Also on November 8, 2019, the Company entered into an Advisory
Agreement with Ivar Siem, a member of the Board of Directors, pursuant to which the 50,000 restricted shares of common stock previously
awarded to Mr. Siem on August 28, 2019 under the Plan continue to vest, with 100% vesting on July 12, 2020, subject to Mr. Siem
continuing to provide advisory services to the Company on such vesting date, and subject to the terms and conditions of a Restricted
Shares Grant Agreement entered into by and between the Company and Mr. Siem on August 28, 2019. The Advisory Agreement contains
customary confidentiality, indemnification and no conflict language; and may be terminated by the Company or the advisor with 15
days prior written notice for any reason.
During the year ended December 31, 2018, the Company issued
shares of common stock and restricted common stock as follows: 600,000 shares of common stock issued to SK Energy with a fair value
of $185,000 based on the market price on the date of issuance, 80,000 shares of restricted stock were issued to our former CEO
(Mr. Ingriselli) with a fair value of $27,000 based on the market price on the date of issuance, and 30,848 shares were issued
to employees for the cashless exercise of options. The 80,000 shares of restricted stock were issued in consideration for Mr. Ingriselli
rejoining the Company as its President and Chief Executive Officer in May 2018. Mr. Ingriselli subsequently resigned as President
and Chief Executive Officer on September 27, 2018 and the shares of restricted stock fully vested on October 1, 2018 pursuant to
a separation agreement entered into with him.
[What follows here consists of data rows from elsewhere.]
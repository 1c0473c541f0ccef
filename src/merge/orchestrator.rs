//! merge::orchestrator
//!
//! Drives ref-by-ref processing: fetches all sources, collects per-ref
//! tips, invokes synthesis, updates destination refs, and records
//! completeness.
//!
//! # Per-ref lifecycle
//!
//! ```text
//! Discovered -> TipsCollected -> TreeMerged -> RefUpdated      (success)
//!                             \-> OverlapDetected -> MergeSkipped (failure)
//! ```
//!
//! Both terminal states produce a [`MergedRef`] record. A ref whose merge
//! fails on overlaps is never created or moved; remaining refs continue
//! processing. Storage and fetch errors abort the whole run.

use std::path::Path;

use chrono::DateTime;

use crate::core::config::{ConfigSet, SubtreeConfig};
use crate::core::types::{Oid, RefKind};
use crate::git::{Git, GitError};
use crate::merge::catalog::RefCatalog;
use crate::merge::commit::{self, SynthesisOutcome};
use crate::merge::{merge_message, MergedRef};

/// Branches considered for the final work-tree checkout, in order.
const PRIMARY_BRANCHES: [&str; 2] = ["main", "master"];

/// Merges N source repositories into one destination repository.
pub struct RepoMerger {
    git: Git,
    configs: ConfigSet,
}

impl RepoMerger {
    /// Open (or create) the destination repository at `output`.
    pub fn new(output: &Path, configs: ConfigSet) -> Result<Self, GitError> {
        let git = Git::open_or_init(output)?;
        Ok(Self { git, configs })
    }

    /// Access the destination repository handle.
    pub fn git(&self) -> &Git {
        &self.git
    }

    /// Fetch every source, then merge every shared ref.
    ///
    /// Branches are processed before tags. Returns one [`MergedRef`] per
    /// processed ref, in processing order.
    pub fn run(&self) -> Result<Vec<MergedRef>, GitError> {
        for config in &self.configs {
            self.git.fetch_source(config)?;
        }

        let catalog = RefCatalog::enumerate(&self.git, &self.configs)?;

        let mut results = Vec::new();
        for (kind, name) in catalog.refs() {
            if let Some(merged) = self.merge_ref(kind, name)? {
                results.push(merged);
            }
        }

        // Leave a populated work tree behind if a primary branch was
        // merged. Best effort only: every ref is already updated, and a
        // destination without a usable work tree (a bare repository, an
        // obstructed file) still holds a fully merged ref set.
        let _ = self.git.checkout_branch(&PRIMARY_BRANCHES);

        Ok(results)
    }

    /// Merge a single ref across all sources that have it.
    ///
    /// Returns `None` only for the defensive case of a cataloged ref no
    /// source actually has (it should not have appeared at all).
    fn merge_ref(&self, kind: RefKind, name: &str) -> Result<Option<MergedRef>, GitError> {
        let mut tips: Vec<(&SubtreeConfig, Oid)> = Vec::new();
        let mut missing: Vec<String> = Vec::new();

        for config in &self.configs {
            match RefCatalog::tip(&self.git, config, kind, name)? {
                Some(tip) => tips.push((config, tip)),
                None => missing.push(config.name().to_string()),
            }
        }

        if tips.is_empty() {
            return Ok(None);
        }

        let message = merge_message(kind, name);

        let merged = match commit::create_merge_commit(&self.git, &tips, &message)? {
            SynthesisOutcome::Merged { commit, when_secs } => {
                let log_message = format!("tributary: merge {} '{}'", kind, name);
                self.git.set_ref(kind, name, &commit, &log_message)?;

                MergedRef {
                    kind,
                    name: name.to_string(),
                    commit: Some(commit),
                    missing,
                    message,
                    overlaps: Vec::new(),
                    commit_time: DateTime::from_timestamp(when_secs, 0),
                }
            }
            SynthesisOutcome::Overlapping(overlaps) => MergedRef {
                kind,
                name: name.to_string(),
                commit: None,
                missing,
                message,
                overlaps,
                commit_time: None,
            },
        };

        Ok(Some(merged))
    }
}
Also, restricted stock awards were granted to Messrs. Frank
C. Ingriselli (then President) and Clark R. Moore (Executive Vice President, General Counsel and Secretary) of 60,000
and 50,000 shares, respectively, under the Company’s Amended and Restated 2012 Equity Incentive Plan during the year ended
December 31, 2018. The restricted stock awards vest as follows: 100% on the six-month anniversary of the grant date. These shares
have a total fair value of $164,000 based on the market price on the issuance date. Upon Mr. Ingriselli’s resignation, noted
above, the 60,000 shares of restricted stock fully vested on October 1, 2018 pursuant to a separation agreement entered into with
him.
Subsequent restricted stock awards were granted to 12 employees
and two directors totaling an aggregate of 714,000 shares (90,000 shares on September 27, 2018 and 624,000 shares on December 12,
2018), under the Company’s Amended and Restated 2012 Equity Incentive Plan. The grants for a total of 40,000 of the restricted
stock awards vest as follows: 100% on the one-year anniversary of the grant date. These shares have a total fair value of $88,000
based on the market price on the issuance date. The grant for 50,000 shares of restricted stock vest as follows: 50% on the one-year
anniversary of the grant date and 50% on the second-year anniversary of the grant date. These shares have a total fair value of
$109,000 based on the market price on the issuance date. The grant for 624,000 shares of restricted stock vest as follows: 33.3%
on the one-year anniversary of the grant date, 33.3% on the two-year anniversary of the grant date and 33.3% on the third-year
anniversary of the grant date. These shares have a total fair value of $830,000 based on the market price on the issuance date.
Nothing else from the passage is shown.